Job001, you have a fundamental misunderstanding of not only how utilities work in the U.S., but the exhorbitant subsidy structure behind solar power, without which the industry would not exist.
The American utility industry is the most highly regulated in the country, and its executives are the lowest paid. In many respects, the "industry" is a government agency with enough financial incentives to drive innovation while keeping a tight lid on profits. In California, utilities are prevented by state law from raising their rates more than 10% above costs. There is no other business in the country with this level of oversight and restriction on profitability.
Despite all the hype, solar power generates less than 1% of U.S. electricity. The only reason solar costs are declining 11%/year is the government is handing out 30% of solar installation costs to everyone who wants it, whether they live in sunny Arizona or rainy Seattle. On a per-kilowatthour basis, that's twice the subsidy which is offered the nuclear industry, which nationwide generates seventeen times as much carbon-free power. It's power which is available day or night, rain or shine, and doesn't require fossil fuel backup. It costs one-third less than solar and, contrary to popular belief, is even safer.
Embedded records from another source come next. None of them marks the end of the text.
//! Capability advertiser (C7): a pure function of TLS state, port
//! personality, and message size limit, grounded on the teacher's
//! `ServerInfo` extension set in `connection/mod.rs`.

use crate::types::{AuthMechanism, Extension};

/// Builds the extension list advertised in an `EHLO` response, per spec.md
/// §4.4: `STARTTLS` suppressed once TLS is active or unavailable; `AUTH` is
/// suppressed on the submission port until TLS is active.
#[must_use]
pub fn ehlo_extensions(tls_active: bool, tls_available: bool, submission_port: bool, max_message_size: u64) -> Vec<Extension> {
    let mut extensions = vec![
        Extension::Size(Some(usize_from_u64(max_message_size))),
        Extension::EightBitMime,
        Extension::Pipelining,
        Extension::Chunking,
        Extension::Unknown("ENHANCEDSTATUSCODES".to_string()),
    ];

    if tls_available && !tls_active {
        extensions.push(Extension::StartTls);
    }

    let auth_gated_by_submission = submission_port && !tls_active;
    if !auth_gated_by_submission {
        extensions.push(Extension::Auth(vec![AuthMechanism::Plain, AuthMechanism::Login]));
    }

    extensions
}

fn usize_from_u64(n: u64) -> usize {
    usize::try_from(n).unwrap_or(usize::MAX)
}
So I have to laugh at your portrayal of utilities as powerful monoliths bent on crushing solar innovation under their heavy boots. That's a fantasy of Greenpeace and solar entrepreneurs, who are rushing to capitalize on an obscene federal windfall before the cash runs out.
Have you considered that the reason "utility guy blogs show no cognizance of learning curve progress with wind, storage, fuel cells, or solar" might be because none of those technologies are proving adequate for either providing power or addressing climate change?